Although markets continued to surge in 2013, this year was mostly a forgettable one for financial services technologists. CIOs are hoping for brighter IT fortunes in 2014.

For most people in the capital markets, especially those in information technology, 2013 is probably a year they would like to forget. True, the Dow is up 17% since the beginning of the year, but for most technology professionals 2013 has been another year of cost pressures and mundane regulatory and compliance work.

When you talk to most CIOs, the No. 1 priority this year was to implement technology to help their respective firms meet compliance mandates from Dodd-Frank and various regulators, including the SEC, FINRA and the CFTC. Luckily, according to one CIO, any technology purchase for a compliance project was usually rubber stamped, so creative IT leaders snuck additional purchases for other projects into the purchase orders.

Their No. 2 priority was to streamline the current application portfolio and IT architecture in order to lower operating costs to match the (usually smaller) revenue that most Wall Street firms are seeing in the current marketplace -- not exactly exciting work for developers and technologists.

[For learn more about all of the topics that will shape the business technology landscape next year, download the November Digital Issue: Capital Markets Industry Outlook 2014.]

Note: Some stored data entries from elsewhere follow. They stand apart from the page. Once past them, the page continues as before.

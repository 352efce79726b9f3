// src/hooks/mod.rs

//! Lifecycle hooks: prepare, build, install, uninstall
//!
//! The dispatcher selects one hook per invocation and hands it the path
//! triple. Hooks run their external commands in order, stop at the first
//! failure, and print a one-line completion message to stdout.

mod build;
mod install;
mod prepare;
mod uninstall;

use crate::error::{Error, Result};
use crate::layout::Layout;
use crate::manifest::Manifest;
use crate::runner::ToolRunner;
use std::fmt;
use tracing::info;

/// The four lifecycle operations
#[derive(Debug, Clone, Copy, PartialEq, Eq)]
pub enum Hook {
    Prepare,
    Build,
    Install,
    Uninstall,
}

impl Hook {
    /// Parse a hook name, rejecting anything outside the four known hooks
    pub fn parse(s: &str) -> Result<Self> {
        match s {
            "prepare" => Ok(Self::Prepare),
            "build" => Ok(Self::Build),
            "install" => Ok(Self::Install),
            "uninstall" => Ok(Self::Uninstall),
            other => Err(Error::UnknownHook(other.to_string())),
        }
    }

    /// Hook name as used on the command line
    pub fn as_str(&self) -> &'static str {
        match self {
            Self::Prepare => "prepare",
            Self::Build => "build",
            Self::Install => "install",
            Self::Uninstall => "uninstall",
        }
    }
}

impl fmt::Display for Hook {
    fn fmt(&self, f: &mut fmt::Formatter<'_>) -> fmt::Result {
        f.write_str(self.as_str())
    }
}

/// Runs lifecycle hooks for one manifest against one path triple
pub struct Executor<'a> {
    manifest: &'a Manifest,
    layout: &'a Layout,
    runner: &'a dyn ToolRunner,
    purge: bool,
}

impl<'a> Executor<'a> {
    /// Create an executor with the default uninstall scope
    pub fn new(manifest: &'a Manifest, layout: &'a Layout, runner: &'a dyn ToolRunner) -> Self {
        Self {
            manifest,
            layout,
            runner,
            purge: false,
        }
    }

    /// Make uninstall mirror every install-time artifact
    pub fn with_purge(mut self, purge: bool) -> Self {
        self.purge = purge;
        self
    }

    /// Run a single hook to completion
    ///
    /// The first failing step aborts the hook; nothing is retried or rolled
    /// back. On success the completion line is printed to stdout.
    pub fn run(&self, hook: Hook) -> Result<()> {
        info!(
            "Running {} hook for {} v{}",
            hook, self.manifest.package.name, self.manifest.package.version
        );

        match hook {
            Hook::Prepare => prepare::run(self.manifest, self.layout, self.runner)?,
            Hook::Build => build::run(self.manifest, self.layout, self.runner)?,
            Hook::Install => install::run(self.manifest, self.layout)?,
            Hook::Uninstall => uninstall::run(self.manifest, self.layout, self.purge)?,
        }

        println!(
            "{}: {} {} complete",
            hook, self.manifest.package.name, self.manifest.package.version
        );

        Ok(())
    }
}
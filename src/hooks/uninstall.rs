// src/hooks/uninstall.rs

//! Uninstall hook: remove the environment-root executable

use crate::error::Result;
use crate::fsops;
use crate::layout::Layout;
use crate::manifest::Manifest;
use tracing::info;

/// Remove what install placed
///
/// The default scope matches the original recipe: only the executable at the
/// environment root is removed, the artifacts under the local package path
/// stay. With `purge`, every install-time artifact is removed as well.
pub fn run(manifest: &Manifest, layout: &Layout, purge: bool) -> Result<()> {
    fsops::remove_file_if_exists(&layout.env_executable(manifest))?;

    if purge {
        let local_pkg = layout.local_pkg();

        fsops::remove_dir_if_exists(&local_pkg.join(&manifest.artifacts.environment))?;
        for dir in &manifest.artifacts.support_dirs {
            fsops::remove_dir_if_exists(&local_pkg.join(dir))?;
        }
        for file in &manifest.artifacts.files {
            fsops::remove_file_if_exists(&local_pkg.join(file))?;
        }

        info!("Purged {} from {}", manifest.package.name, local_pkg.display());
    }

    Ok(())
}
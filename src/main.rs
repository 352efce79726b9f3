// src/main.rs

use anyhow::{Context, Result};
use clap::{Args, Parser, Subcommand};
use quickjs_ffi_recipe::{
    Executor, Hook, Layout, Manifest, SystemRunner, load_manifest, validate_manifest,
};
use std::path::PathBuf;
use tracing::info;

#[derive(Parser)]
#[command(name = "quickjs-ffi-recipe")]
#[command(version)]
#[command(about = "Lifecycle hooks for the quickjs-ffi package recipe", long_about = None)]
struct Cli {
    /// Manifest file overriding the compiled-in quickjs-ffi recipe
    #[arg(long, global = true)]
    manifest: Option<PathBuf>,

    #[command(subcommand)]
    command: Commands,
}

/// Path triple every hook receives from the dispatcher
#[derive(Args)]
struct PathTriple {
    /// Environment root directory
    env_path: String,

    /// Cache package path, relative to the environment root
    cache_path: String,

    /// Local install package path, relative to the environment root
    local_path: String,
}

#[derive(Subcommand)]
enum Commands {
    /// Clone the upstream source and patch its build descriptor
    Prepare {
        #[command(flatten)]
        paths: PathTriple,
    },

    /// Create the isolated environment and run the native build
    Build {
        #[command(flatten)]
        paths: PathTriple,
    },

    /// Copy the built artifacts into the local package path
    Install {
        #[command(flatten)]
        paths: PathTriple,
    },

    /// Remove the executable placed at the environment root
    Uninstall {
        #[command(flatten)]
        paths: PathTriple,

        /// Also remove every artifact install placed under the local package path
        #[arg(long)]
        purge: bool,
    },
}

fn main() -> Result<()> {
    // Initialize tracing subscriber for logging
    tracing_subscriber::fmt()
        .with_env_filter(
            tracing_subscriber::EnvFilter::try_from_default_env()
                .unwrap_or_else(|_| tracing_subscriber::EnvFilter::new("info")),
        )
        .init();

    let cli = Cli::parse();

    let manifest = match &cli.manifest {
        Some(path) => load_manifest(path)
            .with_context(|| format!("Failed to load manifest: {}", path.display()))?,
        None => Manifest::default(),
    };

    let warnings = validate_manifest(&manifest).context("Manifest validation failed")?;
    for warning in &warnings {
        eprintln!("Warning: {}", warning);
    }

    info!(
        "Recipe: {} version {}",
        manifest.package.name, manifest.package.version
    );

    let (hook, paths, purge) = match &cli.command {
        Commands::Prepare { paths } => (Hook::Prepare, paths, false),
        Commands::Build { paths } => (Hook::Build, paths, false),
        Commands::Install { paths } => (Hook::Install, paths, false),
        Commands::Uninstall { paths, purge } => (Hook::Uninstall, paths, *purge),
    };

    let layout = Layout::new(&paths.env_path, &paths.cache_path, &paths.local_path)
        .context("Invalid path triple")?;

    let runner = SystemRunner::new();
    Executor::new(&manifest, &layout, &runner)
        .with_purge(purge)
        .run(hook)
        .with_context(|| format!("{} hook failed for {}", hook, manifest.package.name))?;

    Ok(())
}
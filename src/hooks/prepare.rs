// src/hooks/prepare.rs

//! Prepare hook: fetch the upstream source into the cache package path

use crate::error::{Error, Result};
use crate::fsops;
use crate::layout::Layout;
use crate::manifest::Manifest;
use crate::runner::ToolRunner;
use std::fs;
use std::path::Path;
use tracing::info;

/// Clone the upstream repository and install the patched build descriptor
///
/// Any leftover source directory from a prior prepare is removed first, so a
/// re-prepare never mixes stale files into the fresh clone. The original
/// recipe's removal step never fired (it quoted the variable name instead of
/// its value); that behavior is deliberately not preserved.
pub fn run(manifest: &Manifest, layout: &Layout, runner: &dyn ToolRunner) -> Result<()> {
    let source_dir = layout.source_dir(manifest);

    fsops::remove_dir_if_exists(&source_dir)?;
    fs::create_dir_all(layout.cache_pkg())?;

    info!(
        "Cloning {} into {}",
        manifest.source.repository,
        source_dir.display()
    );
    let clone_dest = source_dir.to_string_lossy();
    runner.run(
        "git",
        &["clone", &manifest.source.repository, &clone_dest],
        layout.cache_pkg(),
    )?;

    // Overwrite the clone's build descriptor with the patched copy shipped
    // alongside the recipe.
    if !manifest.source.build_file_patch.is_empty() {
        let patch = Path::new(&manifest.source.build_file_patch);
        if !patch.exists() {
            return Err(Error::NotFound(format!(
                "Build descriptor patch not found: {}",
                patch.display()
            )));
        }

        let build_file = source_dir.join(&manifest.source.build_file);
        fsops::copy_file(patch, &build_file)?;
        info!("Patched build descriptor: {}", build_file.display());
    }

    Ok(())
}
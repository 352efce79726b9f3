// src/manifest.rs

//! Recipe manifest: package identity, upstream source, and artifact set
//!
//! The manifest replaces the ambient script variables of the original recipe
//! with an explicit configuration struct. The compiled-in default describes
//! the quickjs-ffi package; a TOML file with the same shape can override it.

use crate::error::{Error, Result};
use serde::{Deserialize, Serialize};
use std::path::Path;

/// A complete recipe manifest
#[derive(Debug, Clone, Serialize, Deserialize)]
pub struct Manifest {
    /// Package identity, fixed at load time, used for logging and messages
    pub package: PackageSection,

    /// Upstream source location and local build-descriptor patch
    pub source: SourceSection,

    /// Tools invoked by the build hook
    #[serde(default)]
    pub build: BuildSection,

    /// Artifacts produced by build and placed by install
    #[serde(default)]
    pub artifacts: ArtifactSection,
}

impl Default for Manifest {
    fn default() -> Self {
        Self {
            package: PackageSection {
                name: "quickjs-ffi".to_string(),
                version: "0.1.0".to_string(),
            },
            source: SourceSection::default(),
            build: BuildSection::default(),
            artifacts: ArtifactSection::default(),
        }
    }
}

/// Package identity section
#[derive(Debug, Clone, Serialize, Deserialize)]
pub struct PackageSection {
    /// Package name
    pub name: String,

    /// Package version
    pub version: String,
}

/// Upstream source section
#[derive(Debug, Clone, Serialize, Deserialize)]
pub struct SourceSection {
    /// Git repository the prepare hook clones from
    pub repository: String,

    /// Build descriptor inside the clone that gets replaced
    #[serde(default = "default_build_file")]
    pub build_file: String,

    /// Locally supplied patched build descriptor, relative to the recipe root
    #[serde(default = "default_build_file_patch")]
    pub build_file_patch: String,
}

impl Default for SourceSection {
    fn default() -> Self {
        Self {
            repository: "https://github.com/quickjs-ffi/quickjs-ffi.git".to_string(),
            build_file: default_build_file(),
            build_file_patch: default_build_file_patch(),
        }
    }
}

fn default_build_file() -> String {
    "Makefile".to_string()
}

fn default_build_file_patch() -> String {
    "patches/Makefile".to_string()
}

/// Build tool section
#[derive(Debug, Clone, Serialize, Deserialize)]
pub struct BuildSection {
    /// Interpreter used to create the isolated environment
    #[serde(default = "default_python")]
    pub python: String,

    /// Requirements manifest installed into the isolated environment
    #[serde(default = "default_requirements")]
    pub requirements: String,

    /// Native build tool invoked inside the source directory
    #[serde(default = "default_make")]
    pub make: String,
}

impl Default for BuildSection {
    fn default() -> Self {
        Self {
            python: default_python(),
            requirements: default_requirements(),
            make: default_make(),
        }
    }
}

fn default_python() -> String {
    "python3".to_string()
}

fn default_requirements() -> String {
    "requirements.txt".to_string()
}

fn default_make() -> String {
    "make".to_string()
}

/// Artifact set section
///
/// Everything the install hook copies out of the cache package path, plus the
/// single executable placed at the environment root.
#[derive(Debug, Clone, Serialize, Deserialize)]
pub struct ArtifactSection {
    /// Isolated interpreter environment directory
    #[serde(default = "default_environment")]
    pub environment: String,

    /// Generated header-shim directories
    #[serde(default = "default_support_dirs")]
    pub support_dirs: Vec<String>,

    /// Generated files: generator script, binding script, shared library
    #[serde(default = "default_files")]
    pub files: Vec<String>,

    /// Executable copied into the environment root
    #[serde(default = "default_executable")]
    pub executable: String,
}

impl Default for ArtifactSection {
    fn default() -> Self {
        Self {
            environment: default_environment(),
            support_dirs: default_support_dirs(),
            files: default_files(),
            executable: default_executable(),
        }
    }
}

fn default_environment() -> String {
    "venv".to_string()
}

fn default_support_dirs() -> Vec<String> {
    vec!["include-quickjs".to_string(), "include-ffi".to_string()]
}

fn default_files() -> Vec<String> {
    vec![
        "autogen.py".to_string(),
        "quickjs-ffi.js".to_string(),
        "quickjs-ffi.so".to_string(),
    ]
}

fn default_executable() -> String {
    "qjs".to_string()
}

impl Manifest {
    /// The shared library among the generated files, if one is listed
    pub fn shared_library(&self) -> Option<&str> {
        self.artifacts
            .files
            .iter()
            .map(|f| f.as_str())
            .find(|f| f.ends_with(".so"))
    }
}

/// Parse a manifest from a TOML string
pub fn parse_manifest(content: &str) -> Result<Manifest> {
    toml::from_str(content).map_err(|e| Error::Parse(format!("Invalid manifest: {}", e)))
}

/// Parse a manifest from a file
pub fn load_manifest(path: &Path) -> Result<Manifest> {
    let content = std::fs::read_to_string(path)
        .map_err(|e| Error::Parse(format!("Failed to read manifest {}: {}", path.display(), e)))?;

    parse_manifest(&content)
}

/// Validate a manifest for completeness
///
/// Hard errors for fields every hook depends on; warnings for fields that only
/// degrade a subset of the hooks.
pub fn validate_manifest(manifest: &Manifest) -> Result<Vec<String>> {
    let mut warnings = Vec::new();

    if manifest.package.name.is_empty() {
        return Err(Error::Parse("Package name cannot be empty".to_string()));
    }
    if manifest.package.version.is_empty() {
        return Err(Error::Parse("Package version cannot be empty".to_string()));
    }
    if manifest.source.repository.is_empty() {
        return Err(Error::Parse("Source repository cannot be empty".to_string()));
    }
    if manifest.artifacts.executable.is_empty() {
        return Err(Error::Parse(
            "Environment-root executable name cannot be empty".to_string(),
        ));
    }

    if manifest.source.build_file_patch.is_empty() {
        warnings.push("No build descriptor patch; prepare will keep the upstream one".to_string());
    }
    if manifest.artifacts.files.is_empty() {
        warnings.push("No generated files listed; install will only copy directories".to_string());
    }
    if manifest.shared_library().is_none() {
        warnings.push("No shared library among the generated files".to_string());
    }

    Ok(warnings)
}
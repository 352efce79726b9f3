// src/runner.rs

//! External tool execution
//!
//! Every hook sequences external commands (git, python, make) through the
//! [`ToolRunner`] trait. The production [`SystemRunner`] runs them blocking
//! and synchronous: each command completes before the next begins, the first
//! non-zero exit aborts the hook, and no timeout is applied; the invoked
//! tools' own exit behavior is relied on entirely.

use crate::error::{Error, Result};
use std::path::Path;
use std::process::Command;
use tracing::{debug, info, warn};

/// Seam for running external commands
pub trait ToolRunner {
    /// Run `program` with `args` in `workdir`, failing on a non-zero exit
    fn run(&self, program: &str, args: &[&str], workdir: &Path) -> Result<()>;
}

/// Blocking runner backed by `std::process::Command`
#[derive(Debug, Default)]
pub struct SystemRunner;

impl SystemRunner {
    pub fn new() -> Self {
        Self
    }
}

impl ToolRunner for SystemRunner {
    fn run(&self, program: &str, args: &[&str], workdir: &Path) -> Result<()> {
        debug!("Running: {} {} (in {})", program, args.join(" "), workdir.display());

        let output = Command::new(program)
            .args(args)
            .current_dir(workdir)
            .output()
            .map_err(|e| Error::CommandSpawn {
                program: program.to_string(),
                reason: e.to_string(),
            })?;

        let stdout = String::from_utf8_lossy(&output.stdout);
        let stderr = String::from_utf8_lossy(&output.stderr);

        for line in stdout.lines() {
            info!("[{}] {}", program, line);
        }
        for line in stderr.lines() {
            warn!("[{}] {}", program, line);
        }

        if !output.status.success() {
            return Err(Error::CommandFailed {
                program: program.to_string(),
                code: output.status.code(),
                stderr: stderr.trim_end().to_string(),
            });
        }

        Ok(())
    }
}
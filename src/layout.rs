// src/layout.rs

//! Path triple handed to every lifecycle hook
//!
//! The dispatcher passes three locations with every invocation: the
//! environment root, the cache package path, and the local install package
//! path. The latter two are relative to the environment root; the layout
//! derives every absolute path the hooks touch by concatenation and never
//! mutates or persists any of them.

use crate::error::{Error, Result};
use crate::manifest::Manifest;
use std::path::{Path, PathBuf};

/// Filesystem layout for one logical recipe operation
#[derive(Debug, Clone)]
pub struct Layout {
    /// Environment root directory
    env_root: PathBuf,
    /// Cache package path (scratch area for clone and build)
    cache_pkg: PathBuf,
    /// Local package path (final install destination)
    local_pkg: PathBuf,
}

impl Layout {
    /// Build a layout from the raw path triple
    ///
    /// The caller guarantees the triple keeps a consistent meaning across the
    /// hooks of one logical operation; this only rejects empty components.
    pub fn new(env_root: &str, cache_pkg: &str, local_pkg: &str) -> Result<Self> {
        for (name, value) in [
            ("environment path", env_root),
            ("cache package path", cache_pkg),
            ("local package path", local_pkg),
        ] {
            if value.is_empty() {
                return Err(Error::InvalidPath(format!("{} is empty", name)));
            }
        }

        let env_root = PathBuf::from(env_root);
        let cache_pkg = env_root.join(cache_pkg);
        let local_pkg = env_root.join(local_pkg);

        Ok(Self {
            env_root,
            cache_pkg,
            local_pkg,
        })
    }

    /// Environment root directory
    pub fn env_root(&self) -> &Path {
        &self.env_root
    }

    /// Absolute cache package path
    pub fn cache_pkg(&self) -> &Path {
        &self.cache_pkg
    }

    /// Absolute local install package path
    pub fn local_pkg(&self) -> &Path {
        &self.local_pkg
    }

    /// Directory the upstream repository is cloned into and built in
    pub fn source_dir(&self, manifest: &Manifest) -> PathBuf {
        self.cache_pkg.join(&manifest.package.name)
    }

    /// Executable placed at the environment root by install
    pub fn env_executable(&self, manifest: &Manifest) -> PathBuf {
        self.env_root.join(&manifest.artifacts.executable)
    }
}
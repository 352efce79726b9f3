// src/lib.rs

//! quickjs-ffi package recipe executor
//!
//! Sequences the lifecycle of the quickjs-ffi native addon inside a managed
//! environment: clone and patch the upstream source (prepare), build it in an
//! isolated interpreter environment (build), copy the artifacts into place
//! (install), and remove the environment-root executable (uninstall).
//!
//! # Architecture
//!
//! - Manifest-driven: package identity, upstream URL, and artifact set live in
//!   an explicit [`manifest::Manifest`], not in ambient globals
//! - Hooks are an enumerated type with exhaustive dispatch
//! - External tools run through the [`runner::ToolRunner`] seam, blocking and
//!   in order; the first failure aborts the hook

mod error;
pub mod fsops;
pub mod hooks;
pub mod layout;
pub mod manifest;
pub mod runner;

pub use error::{Error, Result};
pub use hooks::{Executor, Hook};
pub use layout::Layout;
pub use manifest::{Manifest, load_manifest, parse_manifest, validate_manifest};
pub use runner::{SystemRunner, ToolRunner};
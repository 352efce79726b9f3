// src/error.rs

//! Error types for the recipe executor

use std::path::PathBuf;
use thiserror::Error;

/// Crate-wide result alias
pub type Result<T> = std::result::Result<T, Error>;

/// Errors that can occur while running a lifecycle hook
#[derive(Error, Debug)]
pub enum Error {
    /// I/O error from filesystem operations
    #[error("I/O error: {0}")]
    Io(#[from] std::io::Error),

    /// Failed to parse or validate a manifest
    #[error("Manifest error: {0}")]
    Parse(String),

    /// An external command exited with a non-zero status
    #[error("{program} failed with exit code {code:?}: {stderr}")]
    CommandFailed {
        program: String,
        code: Option<i32>,
        stderr: String,
    },

    /// An external command could not be spawned at all
    #[error("Failed to run {program}: {reason}")]
    CommandSpawn { program: String, reason: String },

    /// A required file or directory does not exist
    #[error("Not found: {0}")]
    NotFound(String),

    /// A build artifact expected in the cache package path is missing
    #[error("Missing build artifact: {0} (run the build hook first?)")]
    MissingArtifact(PathBuf),

    /// The hook name is not one of prepare/build/install/uninstall
    #[error("Unknown hook: {0}")]
    UnknownHook(String),

    /// A path triple component was empty or otherwise unusable
    #[error("Invalid path: {0}")]
    InvalidPath(String),
}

The mundane work and constant pressure to do more with less has resulted in not so much a brain "drain" but more a brain "leak" from Wall Street. While the financial industry used to be the first choice of hotshot technologists and quantitative analysts, the prospects of getting stuck on a compliance technology initiative has some of them looking to Silicon Valley or other industries. CIOs report that while the job market is always competitive in financial services, it seems that highly skilled talent is harder to come by in recent months.

Innovation Mandate?

That said, 2014 might be the year when Wall Street firms remove the shackles from the IT group and start to reinvest in systems that could be a competitive advantage to the business. To be sure, cost containment will still be a priority and firms need to make sure that the systems they run are as efficient and inexpensive as possible. But after a couple of years of focusing on compliance and cost cutting, business units are starved for innovative technologies that can help their customers. After all, business leaders are still looking for ways to create competitive advantage for their business units, and the intelligent use of technology in innovative ways is the best way to achieve their goals.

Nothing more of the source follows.